The autonomous lawyer is a lawyer’s lawyer. She determines on her own what the best course of events are. She will not be dictated to and is self-reliant in her understanding of the law. She is not afraid to take creative steps to achieve her or her client’s goals. She is a trail-blazer.

However, as a leader the autonomous lawyer does not foster teamwork. While she provides an inspiring example as a capable lawyer, she is loathe to give up control. She will keep information to herself and only disclose on a need-to-know basis. She is distrustful of others to do work she’d rather do herself. In partner and law firm meetings she is more concerned with individual performance than team-building.

If the goal of a law firm is to have the “best” lawyers it is easy to see that it may well end up accumulating a slew of autonomous lawyers. Each lawyer will want to do his own thing. For this reason Dr. Richard calls the attempt to get them on the same page “herding cats”. The problem is that where leadership is filled with autonomous lawyers, the ability of the firm to weather storms is undermined. Without a strong bond – a culture of team-building and working together, autonomous lawyers are destined to fail as a group.

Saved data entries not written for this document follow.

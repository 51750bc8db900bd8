//! Login Page

use leptos::prelude::*;
use leptos::task::spawn_local;

use crate::api::LoginArgs;
use crate::context::{AppContext, Page};
use crate::forms;
use crate::notify::Toast;

#[component]
pub fn Login() -> impl IntoView {
    let ctx = use_context::<AppContext>().expect("AppContext should be provided");

    let (email, set_email) = signal(String::new());
    let (password, set_password) = signal(String::new());
    let (loading, set_loading) = signal(false);

    let submit = move |ev: web_sys::SubmitEvent| {
        ev.prevent_default();
        if loading.get_untracked() { return; }
        let checked = forms::required("Email", &email.get_untracked())
            .and_then(|e| forms::required("Password", &password.get_untracked()).map(|p| (e, p)));
        let (email_value, password_value) = match checked {
            Ok(values) => values,
            Err(e) => return ctx.notify(Toast::invalid(&e)),
        };

        set_loading.set(true);
        spawn_local(async move {
            let client = ctx.api();
            let args = LoginArgs { email: &email_value, password: &password_value };
            let result = client.login(&args).await;
            set_loading.try_set(false);
            match result {
                Ok(session) => {
                    log::info!("signed in as {}", session.user.email);
                    ctx.sign_in(session);
                }
                Err(e) => {
                    log::warn!("login failed: {}", e);
                    ctx.notify(Toast::error(e.user_message()).titled("Login failed"));
                }
            }
        });
    };

    view! {
        <div class="auth-page">
            <form class="auth-card" on:submit=submit>
                <h1>"Sign in to TaskFlow"</h1>
                <label>
                    "Email"
                    <input
                        type="email"
                        required
                        prop:value=move || email.get()
                        prop:disabled=move || loading.get()
                        on:input=move |ev| set_email.set(event_target_value(&ev))
                    />
                </label>
                <label>
                    "Password"
                    <input
                        type="password"
                        required
                        prop:value=move || password.get()
                        prop:disabled=move || loading.get()
                        on:input=move |ev| set_password.set(event_target_value(&ev))
                    />
                </label>
                <button type="submit" class="btn-primary" disabled=move || loading.get()>
                    {move || if loading.get() { "Signing in..." } else { "Sign In" }}
                </button>
                <p class="auth-switch">
                    "Don't have an account? "
                    <a href="#" on:click=move |ev| {
                        ev.prevent_default();
                        ctx.navigate(Page::Register);
                    }>"Register"</a>
                </p>
            </form>
        </div>
    }
}
//! Session Persistence
//!
//! Keeps the signed-in session in `localStorage` across page loads.

use crate::models::Session;

const STORAGE_KEY: &str = "taskflow.session";

fn storage() -> Option<web_sys::Storage> {
    web_sys::window()?.local_storage().ok().flatten()
}

pub fn load() -> Option<Session> {
    let raw = storage()?.get_item(STORAGE_KEY).ok().flatten()?;
    decode(&raw)
}

pub fn save(session: &Session) {
    let Some(storage) = storage() else { return };
    match serde_json::to_string(session) {
        Ok(raw) => {
            if storage.set_item(STORAGE_KEY, &raw).is_err() {
                log::warn!("could not persist session");
            }
        }
        Err(e) => log::error!("session encode failed: {}", e),
    }
}

pub fn clear() {
    if let Some(storage) = storage() {
        let _ = storage.remove_item(STORAGE_KEY);
    }
}

/// Stale or hand-edited entries are ignored rather than trusted
fn decode(raw: &str) -> Option<Session> {
    serde_json::from_str::<Session>(raw).ok().filter(|s| !s.token.is_empty())
}

#[cfg(test)]
mod tests {
    use super::*;

    #[test]
    fn test_decode_valid_session() {
        let raw = r#"{"token":"abc","user":{"id":"u1","name":"Ana","email":"ana@example.com"}}"#;
        let session = decode(raw).unwrap();
        assert_eq!(session.token, "abc");
        assert_eq!(session.user.name, "Ana");
    }

    #[test]
    fn test_decode_rejects_garbage_and_empty_token() {
        assert!(decode("not json").is_none());
        assert!(decode(r#"{"token":"","user":{"id":"u1","name":"Ana"}}"#).is_none());
    }
}
//! Global Application State Store
//!
//! Uses Leptos reactive_stores for fine-grained reactivity.

use leptos::prelude::*;
use reactive_stores::Store;

use crate::models::{Board, BoardSnapshot, Card, List};

/// Global application state with field-level reactivity
#[derive(Clone, Debug, Default, Store)]
pub struct AppState {
    /// Boards visible to the signed-in user (dashboard)
    pub boards: Vec<Board>,
    /// Whether `boards` has been fetched at least once this session
    pub boards_loaded: bool,
}

/// Type alias for the store
pub type AppStore = Store<AppState>;

/// Get the app store from context
pub fn use_app_store() -> AppStore {
    expect_context::<AppStore>()
}

/// Entities with a server-assigned id
pub trait HasId {
    fn id(&self) -> &str;
}

impl HasId for Board {
    fn id(&self) -> &str {
        &self.id
    }
}

impl HasId for List {
    fn id(&self) -> &str {
        &self.id
    }
}

impl HasId for Card {
    fn id(&self) -> &str {
        &self.id
    }
}

/// Append unless an entity with the same id is already present
pub fn append_unique<T: HasId>(items: &mut Vec<T>, item: T) -> bool {
    if items.iter().any(|existing| existing.id() == item.id()) {
        return false;
    }
    items.push(item);
    true
}

// ========================
// Store Helper Functions
// ========================

/// Add a freshly created board to the dashboard
pub fn store_add_board(store: &AppStore, board: Board) {
    append_unique(&mut *store.boards().write(), board);
}

/// Replace a board in the store by ID
pub fn store_update_board(store: &AppStore, updated: Board) {
    if let Some(board) = store.boards().write().iter_mut().find(|b| b.id == updated.id) {
        *board = updated;
    }
}

/// Remove a board from the store by ID
pub fn store_remove_board(store: &AppStore, board_id: &str) {
    store.boards().write().retain(|b| b.id != board_id);
}

/// Drop everything that belongs to the previous user
pub fn store_reset(store: &AppStore) {
    store.boards().write().clear();
    store.boards_loaded().set(false);
}

// ========================
// Board Snapshot Helpers
// ========================

impl BoardSnapshot {
    /// Show a newly created list without refetching the board
    pub fn add_list(&mut self, list: List) -> bool {
        append_unique(&mut self.lists, list)
    }

    /// Show a newly created card without refetching the board
    pub fn add_card(&mut self, card: Card) -> bool {
        append_unique(&mut self.cards, card)
    }

    pub fn remove_list(&mut self, list_id: &str) {
        self.lists.retain(|l| l.id != list_id);
        self.cards.retain(|c| c.list_id != list_id);
    }

    pub fn rename_list(&mut self, updated: List) {
        if let Some(list) = self.lists.iter_mut().find(|l| l.id == updated.id) {
            *list = updated;
        }
    }
}

#[cfg(test)]
mod tests {
    use super::*;
    use crate::models::Member;

    fn board(id: &str) -> Board {
        Board {
            id: id.into(),
            title: format!("Board {}", id),
            description: None,
            is_private: false,
            owner: Member { id: "u1".into(), name: "Ana".into(), email: String::new() },
            members: vec![],
            created_at: None,
        }
    }

    fn snapshot() -> BoardSnapshot {
        BoardSnapshot {
            board: board("b1"),
            lists: vec![List { id: "l1".into(), title: "To Do".into(), position: 0, board_id: "b1".into() }],
            cards: vec![],
        }
    }

    #[test]
    fn test_append_unique_appends_at_end() {
        let mut boards = vec![board("b1")];
        assert!(append_unique(&mut boards, board("b2")));
        assert_eq!(boards.last().unwrap().id, "b2");
        // Same id twice is ignored
        assert!(!append_unique(&mut boards, board("b2")));
        assert_eq!(boards.len(), 2);
    }

    #[test]
    fn test_snapshot_add_list_and_card() {
        let mut snap = snapshot();
        assert!(snap.add_list(List { id: "l2".into(), title: "Done".into(), position: 1, board_id: "b1".into() }));
        assert_eq!(snap.lists.len(), 2);

        let card = Card {
            id: "c1".into(),
            title: "Only a title".into(),
            description: None,
            priority: None,
            labels: vec![],
            assignees: vec![],
            due_date: None,
            position: 0,
            list_id: "l2".into(),
            meta_data: None,
        };
        assert!(snap.add_card(card));
        assert_eq!(snap.cards_in("l2").len(), 1);
    }

    #[test]
    fn test_remove_list_drops_its_cards() {
        let mut snap = snapshot();
        snap.cards.push(Card {
            id: "c1".into(),
            title: "t".into(),
            description: None,
            priority: None,
            labels: vec![],
            assignees: vec![],
            due_date: None,
            position: 0,
            list_id: "l1".into(),
            meta_data: None,
        });
        snap.remove_list("l1");
        assert!(snap.lists.is_empty());
        assert!(snap.cards.is_empty());
    }
}
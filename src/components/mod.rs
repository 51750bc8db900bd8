//! UI Components
//!
//! Reusable Leptos components.

mod board_column;
mod card_detail_dialog;
mod card_tile;
mod create_board_dialog;
mod create_card_dialog;
mod create_list_dialog;
mod delete_confirm_button;
mod invite_member_form;
mod modal;
mod priority_selector;
mod recommendations_sidebar;
mod toast_host;

pub use board_column::BoardColumn;
pub use card_detail_dialog::CardDetailDialog;
pub use card_tile::CardTile;
pub use create_board_dialog::CreateBoardDialog;
pub use create_card_dialog::CreateCardDialog;
pub use create_list_dialog::CreateListDialog;
pub use delete_confirm_button::DeleteConfirmButton;
pub use invite_member_form::InviteMemberForm;
pub use modal::Modal;
pub use priority_selector::PrioritySelector;
pub use recommendations_sidebar::RecommendationsSidebar;
pub use toast_host::ToastHost;
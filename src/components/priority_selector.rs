//! Priority Selector Component
//!
//! Reusable card priority selector buttons.

use leptos::prelude::*;

use crate::models::Priority;

/// Priority selector buttons for cards
#[component]
pub fn PrioritySelector(
    current: ReadSignal<Priority>,
    on_change: impl Fn(Priority) + Copy + 'static,
    #[prop(into, default = Signal::stored(false))] disabled: Signal<bool>,
) -> impl IntoView {
    view! {
        <div class="priority-selector">
            {Priority::ALL.into_iter().map(|priority| {
                let is_selected = move || current.get() == priority;
                view! {
                    <button
                        type="button"
                        class=move || {
                            let mut c = format!("priority-btn priority-{}", priority.as_str());
                            if is_selected() { c.push_str(" active"); }
                            c
                        }
                        disabled=move || disabled.get()
                        on:click=move |_| on_change(priority)
                    >
                        {priority.label()}
                    </button>
                }
            }).collect_view()}
        </div>
    }
}
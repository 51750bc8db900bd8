//! TaskFlow Frontend App
//!
//! Root component: provides context and switches between pages.

use leptos::prelude::*;
use reactive_stores::Store;

use crate::components::ToastHost;
use crate::config::AppConfig;
use crate::context::{AppContext, Page};
use crate::notify::Toaster;
use crate::pages::{BoardView, Dashboard, Login, Register};
use crate::session;
use crate::store::{store_reset, AppState};

#[component]
pub fn App(config: AppConfig) -> impl IntoView {
    // State
    let restored = session::load();
    let initial_page = if restored.is_some() { Page::Dashboard } else { Page::Login };
    let (page, set_page) = signal(initial_page);
    let (current_session, set_session) = signal(restored);
    let toaster = Toaster::new(config.toast_duration_ms);

    // Provide context to all children
    let ctx = AppContext::new((page, set_page), (current_session, set_session), config, toaster);
    provide_context(ctx);
    let store = Store::new(AppState::default());
    provide_context(store);

    // Forget the previous user's data on sign-out
    Effect::new(move |_| {
        if current_session.get().is_none() {
            store_reset(&store);
        }
    });

    view! {
        <div class="app-layout">
            {move || {
                let signed_in = current_session.with(Option::is_some);
                match page.get() {
                    Page::Register => view! { <Register /> }.into_any(),
                    Page::Dashboard if signed_in => view! { <Dashboard /> }.into_any(),
                    Page::Board(board_id) if signed_in => view! { <BoardView board_id=board_id /> }.into_any(),
                    // Signed-out users only ever see the auth pages
                    _ => view! { <Login /> }.into_any(),
                }
            }}
            <ToastHost toaster=toaster />
        </div>
    }
}
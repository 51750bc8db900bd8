//! List Endpoints

use reqwest::Method;
use serde::Serialize;

use super::ApiClient;
use crate::error::ApiResult;
use crate::models::List;

#[derive(Serialize)]
pub struct CreateListArgs<'a> {
    pub title: &'a str,
}

#[derive(Serialize, Default)]
pub struct UpdateListArgs<'a> {
    #[serde(skip_serializing_if = "Option::is_none")]
    pub title: Option<&'a str>,
    #[serde(skip_serializing_if = "Option::is_none")]
    pub position: Option<i32>,
}

impl ApiClient {
    pub async fn create_list(&self, board_id: &str, args: &CreateListArgs<'_>) -> ApiResult<List> {
        self.fetch(self.request(Method::POST, &["list", "boards", board_id, "lists"]).json(args), "list").await
    }

    pub async fn list_lists(&self, board_id: &str) -> ApiResult<Vec<List>> {
        self.fetch(self.request(Method::GET, &["list", "boards", board_id, "lists"]), "lists").await
    }

    pub async fn update_list(&self, board_id: &str, list_id: &str, args: &UpdateListArgs<'_>) -> ApiResult<List> {
        self.fetch(self.request(Method::PUT, &["list", board_id, "lists", list_id]).json(args), "list").await
    }

    pub async fn delete_list(&self, board_id: &str, list_id: &str) -> ApiResult<()> {
        self.send(self.request(Method::DELETE, &["list", board_id, "lists", list_id])).await
    }
}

The benefit of a diverse firm culture – primarily in diverse personalities but perhaps also in diverse backgrounds – is that the firm stands a better chance as a cohesive unit in rougher seas. Should dysfunction set in in a firm filled with autonomous lawyers, there is little hope of rescue. But a diverse set of personalities can form a bond between colleagues such that the sum of the parts is greater than the whole.

In the next post in this series we discuss a third dominant trait found in lawyers, urgency.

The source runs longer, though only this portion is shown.